- Born: July 9, 1920 Staten Island, New York
- Died: January 22, 2011 (aged 90) Princeton, New Jersey
- Education: Manhattan College (BA) Columbia Law School (JD)
- Occupations: Chairman and CEO of Merck & Co. (1976—1985)

= John J. Horan =

American businessman (1920–2011)

John J. Horan (July 9, 1920 — January 22, 2011) was an American businessman. He was Chairman and CEO of Merck & Co. from 1976 to 1985.

== Early life and education ==
Horan was born on July 9, 1920, on Staten Island. He attended Manhattan College on a scholarship, graduating in 1940. He then served in the United States Navy during World War II in the North Africa and Italy theaters and worked in communications operation in Plymouth, England on the staff of Admiral John E. Wilkes. It was during his shift that General Dwight D. Eisenhower sent word to commence the D-Day operations and he was one of the first officers to deliver Eisenhower's orders to launch the amphibious landing.

After the war, Horan earned a J.D. degree from Columbia Law School in 1946.

== Career ==
He joined Merck in 1952 as part of its legal department and became spokesperson of its North Wales, Pennsylvania laboratory in 1957. He then rose through the ranks to become director of Research Administration, director of Corporate Planning, president and chief operating officer of Merck Sharp and Dohme.

From 1976 to 1985, Horan served as CEO and Chairman of Merck. It was under his leadership that Merck became the world’s largest drug maker and tripled the company’s research and development spending – more than any other pharmaceutical firm at that time. Under Horan, Merck introduced the hepatitis B vaccine, Ivermectin, as well as new antibiotics and drugs to treat high blood pressure and heart failure.

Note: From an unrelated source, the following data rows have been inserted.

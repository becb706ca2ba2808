// src/fs/mod.rs

use std::fmt::Debug;
use std::fs;
use std::path::Path;

use anyhow::{Context, Result};

pub mod mock;

/// Abstract filesystem interface.
///
/// Runtime handlers use it to probe for entry files and the manifest
/// registry uses it to read `localfn.toml`, so both can run against
/// [`mock::MockFileSystem`] in tests.
pub trait FileSystem: Send + Sync + Debug {
    fn read_to_string(&self, path: &Path) -> Result<String>;
    fn is_file(&self, path: &Path) -> bool;
}

/// Implementation that uses `std::fs`.
#[derive(Debug, Clone, Default)]
pub struct RealFileSystem;

impl FileSystem for RealFileSystem {
    fn read_to_string(&self, path: &Path) -> Result<String> {
        fs::read_to_string(path).with_context(|| format!("reading file {:?}", path))
    }

    fn is_file(&self, path: &Path) -> bool {
        path.is_file()
    }
}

After retiring from Merck, he continues to serve as a director of the company and vice chairman until 1993. He also served as chairman of Myriad Genetics, Atrix Laboratories, and a director of Celgene Corporation following his retirement from Merck. His other corporate directorships included: General Motors Corporation, J.P. Morgan & Co., NCR Corporation, Burlington Industries. He was a chairman of the Pharmaceutical Research and Manufacturers of America. He was also active in civic organizations and was a trustee of The Robert Wood Johnson Foundation and United Negro College Fund.

== Recognition ==
Harvard Business School named him one of the "Great American Business Leaders of the 20th Century." Horan received an honorary degree from Manhattan College in 1978. He is the namesake of Horan Hall, a dormitory on the campus of Manhattan College. Merck Research Laboratories also dedicated an $80 million research building to Horan in Rahway, New Jersey.

== Death ==
Horan died at age 90 on January 22, 2011, in Princeton, New Jersey.